1.4 Hardware Description Language (HDL)

/** Comments here **/

CHIP Xor {
    in a, b;
    out out;
    // =========================== interface ^
    // Must specify input first then output

/* First breakdown the truth table you want to implement into all the wires that make it up.
    For instance, xXORy = x'y + xy' which means:
        The out is connected to an OR gate with inputs x'y and xy'
        The out_x'y is connected to an AND gate with inputs x' and y
        The out_xy' is connected to an AND gate with inputs x and y'
        The the out_x' is connected to a NOT gate with input x
        The the out_y' is connected to a NOT gate with input y

        Once you get to the primitive wires, stop and work backwards
        Needed wires: notx, noty, xy', x'y

    (we're using a, b, and out instead of x and y...) **/


    PARTS:
        Not (in=a, out=nota);
        Not (in=b, out=notb);

        And (a=nota, b=b, out=notaAndb);
        And (a=a, b=notb, out=aAndNotb);

        Or (a=aAndNotB, b=notaAndb, out=out);

    // =========================== implementation ^
}

HDL has infinite FANOUT; meaning it can output any number of a wire instantaneously. (No driving requirements!)

Gate implementation convention: function(a=first_input, b=second_input, ..., out=final_output)

1.4 & 1.5 Hardware Simulation

To verify the values of internal and external outputs.
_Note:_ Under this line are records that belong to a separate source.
//! Validation for coordinates, codes and search radii.
//!
//! The public functions return a [`Validation`] report and never fail; the
//! crate-internal `check_*` functions carry the same rules as typed results
//! and gate the codec and search.

use crate::coord::{BoundingBox, Coordinate, Position};
use crate::error::{DigipinError, FormatReason};
use crate::index::{
    Alphabet, BOUNDARY_MARGIN_DEGREES, GridConfig, LARGE_RADIUS_METERS, MAX_SEARCH_CELLS, SEPARATOR,
};
use crate::warning::Warning;
use serde::Serialize;

/// Outcome of a validation check.
///
/// A warning is advisory: `valid` stays `true` when only a warning is set.
#[derive(Debug, Clone, PartialEq, Eq, Default, Serialize)]
pub struct Validation {
    pub valid: bool,
    pub error: Option<String>,
    pub warning: Option<String>,
}

impl Validation {
    fn from_outcome(outcome: Result<Option<Warning>, DigipinError>) -> Self {
        match outcome {
            Ok(warning) => Self {
                valid: true,
                error: None,
                warning: warning.map(|w| w.to_string()),
            },
            Err(e) => Self {
                valid: false,
                error: Some(e.to_string()),
                warning: None,
            },
        }
    }

    pub fn is_valid(&self) -> bool {
        self.valid
    }
}

/// Validates a latitude/longitude pair against the global ranges.
///
/// # Examples
///
/// ```
/// use digipin_rs::validate::valid_coordinate;
///
/// assert!(valid_coordinate(28.6139, 77.2090).valid);
/// assert!(!valid_coordinate(95.0, 77.2090).valid);
/// ```
pub fn valid_coordinate(latitude: f64, longitude: f64) -> Validation {
    Validation::from_outcome(Coordinate::new(latitude, longitude).map(|_| None))
}

/// Validates a code string against a configuration's alphabet and precision.
///
/// # Examples
///
/// ```
/// use digipin_rs::GridConfig;
/// use digipin_rs::validate::valid_code;
///
/// let config = GridConfig::default();
/// assert!(valid_code("39J-49L-L8T4", &config).valid);
///
/// let report = valid_code("123", &config);
/// assert!(!report.valid);
/// assert!(report.error.unwrap().contains("length"));
/// ```
pub fn valid_code(code: &str, config: &GridConfig) -> Validation {
    Validation::from_outcome(
        check_code(code, &config.alphabet, Some(config.precision_level as usize)).map(|_| None),
    )
}

/// Checks that a position lies inside `region`, warning when it is close to the edge.
///
/// # Examples
///
/// ```
/// use digipin_rs::REGION_BOUNDS;
/// use digipin_rs::validate::within_region;
///
/// let report = within_region(&(77.2090, 28.6139), &REGION_BOUNDS);
/// assert!(report.valid && report.warning.is_none());
///
/// let edge = within_region(&(63.52, 20.0), &REGION_BOUNDS);
/// assert!(edge.valid && edge.warning.is_some());
///
/// assert!(!within_region(&(0.0, 0.0), &REGION_BOUNDS).valid);
/// ```
pub fn within_region(position: &impl Position, region: &BoundingBox) -> Validation {
    Validation::from_outcome(check_region(position, region))
}

/// Validates a neighbor radius in cells; radii above 100 are capped with a warning.
pub fn valid_radius(radius: i64) -> Validation {
    Validation::from_outcome(check_radius(radius).map(|(_, warning)| warning))
}

/// Validates a search radius in meters.
pub fn valid_distance_radius(meters: f64) -> Validation {
    Validation::from_outcome(check_distance_radius(meters))
}

pub(crate) fn check_region(
    position: &impl Position,
    region: &BoundingBox,
) -> Result<Option<Warning>, DigipinError> {
    if !region.contains(position) {
        return Err(DigipinError::OutOfBounds {
            coordinate: Coordinate::from_position(position)?,
            region: *region,
        });
    }

    let margin = region.edge_margin(position);
    Ok((margin < BOUNDARY_MARGIN_DEGREES).then_some(Warning::NearBoundary {
        margin_degrees: margin,
    }))
}

/// Strips separators and maps each symbol to its grid position.
///
/// The length is checked before the symbols, so a short code is reported as
/// a length problem even if it also holds foreign characters.
pub(crate) fn check_code(
    code: &str,
    alphabet: &Alphabet,
    expected_len: Option<usize>,
) -> Result<Vec<(usize, usize)>, DigipinError> {
    let symbols: Vec<char> = code.chars().filter(|&c| c != SEPARATOR).collect();

    if let Some(expected) = expected_len {
        if symbols.len() != expected {
            return Err(DigipinError::InvalidFormat {
                code: code.to_string(),
                reason: FormatReason::WrongLength {
                    expected,
                    found: symbols.len(),
                },
            });
        }
    }

    symbols
        .iter()
        .map(|&c| {
            alphabet.position(c).ok_or_else(|| DigipinError::InvalidFormat {
                code: code.to_string(),
                reason: FormatReason::InvalidCharacter(c),
            })
        })
        .collect()
}

/// Returns the radius to use, capped at [`MAX_SEARCH_CELLS`].
pub(crate) fn check_radius(radius: i64) -> Result<(u32, Option<Warning>), DigipinError> {
    if radius <= 0 {
        return Err(DigipinError::InvalidRadius(format!(
            "neighbor radius must be a positive number of cells, got {}",
            radius
        )));
    }

    if radius > MAX_SEARCH_CELLS as i64 {
        let warning = Warning::RadiusCapped {
            requested: radius as u64,
            applied: MAX_SEARCH_CELLS,
        };
        return Ok((MAX_SEARCH_CELLS, Some(warning)));
    }

    Ok((radius as u32, None))
}

pub(crate) fn check_distance_radius(meters: f64) -> Result<Option<Warning>, DigipinError> {
    if !meters.is_finite() || meters <= 0.0 {
        return Err(DigipinError::InvalidRadius(format!(
            "search radius must be a positive number of meters, got {}",
            meters
        )));
    }

    Ok((meters > LARGE_RADIUS_METERS).then_some(Warning::LargeRadius { meters }))
}

#[cfg(test)]
mod tests {
    use super::*;
    use crate::index::REGION_BOUNDS;

    #[test]
    fn test_valid_coordinate() {
        assert_eq!(
            valid_coordinate(28.6139, 77.2090),
            Validation {
                valid: true,
                error: None,
                warning: None
            }
        );

        let bad = valid_coordinate(28.6139, 181.0);
        assert!(!bad.valid);
        assert!(bad.error.is_some());
    }

    #[test]
    fn test_valid_code_reports_reason() {
        let config = GridConfig::default();

        let length = valid_code("123", &config);
        assert!(!length.valid);
        assert!(length.error.unwrap_or_default().contains("invalid length"));

        let character = valid_code("1234567890", &config);
        assert!(!character.valid);
        assert!(character.error.unwrap_or_default().contains("invalid character '1'"));

        assert!(valid_code("39J49LL8T4", &config).valid);
    }

    #[test]
    fn test_valid_code_uses_precision() {
        let config = GridConfig::new().precision_level(3);
        assert!(valid_code("39J", &config).valid);
        assert!(!valid_code("39J49LL8T4", &config).valid);
    }

    #[test]
    fn test_within_region_boundary_warning() {
        let inside = within_region(&(77.2090, 28.6139), &REGION_BOUNDS);
        assert!(inside.valid);
        assert!(inside.warning.is_none());

        let near = within_region(&(99.45, 20.0), &REGION_BOUNDS);
        assert!(near.valid);
        assert!(near.warning.unwrap_or_default().contains("near region boundary"));

        let outside = within_region(&(0.0, 0.0), &REGION_BOUNDS);
        assert!(!outside.valid);
        assert!(outside.error.unwrap_or_default().contains("outside the region"));
    }

    #[test]
    fn test_within_region_invalid_coordinate() {
        let report = within_region(&(200.0, 20.0), &REGION_BOUNDS);
        assert!(!report.valid);
        assert!(report.error.unwrap_or_default().contains("Invalid coordinate"));
    }

    #[test]
    fn test_valid_radius() {
        assert!(valid_radius(1).valid);
        assert!(valid_radius(100).warning.is_none());

        let capped = valid_radius(250);
        assert!(capped.valid);
        assert!(capped.warning.is_some());

        assert!(!valid_radius(0).valid);
        assert!(!valid_radius(-3).valid);
    }

    #[test]
    fn test_check_radius_caps() -> Result<(), DigipinError> {
        assert_eq!(check_radius(5)?, (5, None));
        let (applied, warning) = check_radius(1000)?;
        assert_eq!(applied, MAX_SEARCH_CELLS);
        assert_eq!(
            warning,
            Some(Warning::RadiusCapped {
                requested: 1000,
                applied: MAX_SEARCH_CELLS
            })
        );
        Ok(())
    }

    #[test]
    fn test_valid_distance_radius() {
        assert!(valid_distance_radius(10.0).valid);
        assert!(valid_distance_radius(5_000_000.0).warning.is_some());
        assert!(!valid_distance_radius(0.0).valid);
        assert!(!valid_distance_radius(-1.0).valid);
        assert!(!valid_distance_radius(f64::NAN).valid);
        assert!(!valid_distance_radius(f64::INFINITY).valid);
    }

    #[test]
    fn test_check_code_positions() -> Result<(), DigipinError> {
        let positions = check_code("F-T", &Alphabet::default(), None)?;
        assert_eq!(positions, vec![(0, 0), (3, 3)]);
        Ok(())
    }
}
Script based simulation:

load file_to_be_tested.hdl;
output-file output_of_test.out;
set a 0, set b 0, eval, output;
set a 0, set b 1, eval, output;
set a 1, set b 0, eval, output;
set a 1, set b 1, eval, output;

Comparing our output file to a predefined goal file makes testing the performance of our chip less overwhelming for chips with a large number of inputs.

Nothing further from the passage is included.